Omicron meant I’ve been in the house almost non-stop since Thanksgiving (saved me a lot of money on movies, gas, and restaurant meals and coffee, etc.). The cold temperatures haven’t helped matters (although some of the saved money goes on energy bills). I’ve pretty much only wanted to eat soup (this mirrors something that happened to me after mom’s death, too).

 

Citrus off the truck was one of mom’s officially sanctioned winter produce purchases. So I still do it off and on (esp because I used to drive past Indian River on my way home, when I lived in Florida). On the day I stood in this line, the wind chill was -20F. And the line was long. I got a box of tangerines and a box of grapefruit. You know how I feel about grapefruit. And I wanted to make grapefruit and avocado salad. Perverse in this weather.

 

In line with my desire last summer not to eat just to be eating, I’m still trying to be more creative with my food choices. It’s a bit harder insofar as there’s really nothing to buy fresh here now except the occasional greenhouse surplus (most of the local growers who have greenhouses have contracts with local restaurants). And even the stored vegetables are starting to run low — my two goto growers have run out of potatoes, onions and carrots. They still have squash but I’ve eaten a lot of pumpkin soup this fall. It will be a long six months till the rhubarb and asparagus ring in the summer. I froze a lot of soup “base” and tomatoes and I’m making big inroads on them. And it turns out that buying fresh cilantro, mint, and parsley does a lot to pep up almost anything. Thank you to the Hmong stores that sell these things very cheaply!

So herewith, in no particular order, some of the soups I’ve been making. I’m leaving out the ones I’ve tried and decided not to make again, so you can assume that if it’s on the list, I’m making it again. Also I don’t always follow recipes to the letter.

1. You will remember That Soup. Always a winner.

2. Also, my favorite dish for snowy days. Have made this three or four times. Thorin still approves.

 

This is SO good.

 

3. This Persian-style chickpea stew (ABOVE) is probably my favorite of everything I’ve tried recently, but it demands the saffron and my supply is limited. Also I imagine it’s not very Persian.

4. Chipotle sweet potato. If I ever go full vegetarian again, this will come into heavy rotation.

5. Columbia Restaurant black bean. I’ve made this a few times since leaving Florida, but since it doesn’t have meat in it, not very frequently. It will be more often now. Great with garlic bread. Freezes well.

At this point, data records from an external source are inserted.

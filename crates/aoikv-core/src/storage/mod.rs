//! Storage ports for aoikv.
//!
//! Defines the document store and per-table collection traits.
//! Implementations live in aoikv-infra.

pub mod collection;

6. The “slight modifications to Marcella Hazan’s tomato sauce soup” recipe. This is also something dad didn’t like, and that freezes well.

7. Mom’s quick bean soup. Not as good without the bacon, but I’m sure I’ll eventually find an acceptable substitute for that.

8. One pot puttanesca. Fantastic and led me to the revelation that is preserved lemon. So now I have this in my sights as soon as the lemons I’ve put up are ready to go.

9. Couscous soup. So fast and basic pantry friendly.

10. Smoked sausage and baked bean soup. It sounds like something only a Midwesterner could love, but I am a Midwesterner, and I did.

 

I guess if Richard Armitage spent the holidays in Park City he wasn’t eating this hometown treat.

 

11. Stilton soup. I made this Christmas Eve, with domestic Stilton from my recently-discovered local cheesemonger.

12. Lobia masala. I made this on New Year’s Day, as I don’t really love Hoppin’ John.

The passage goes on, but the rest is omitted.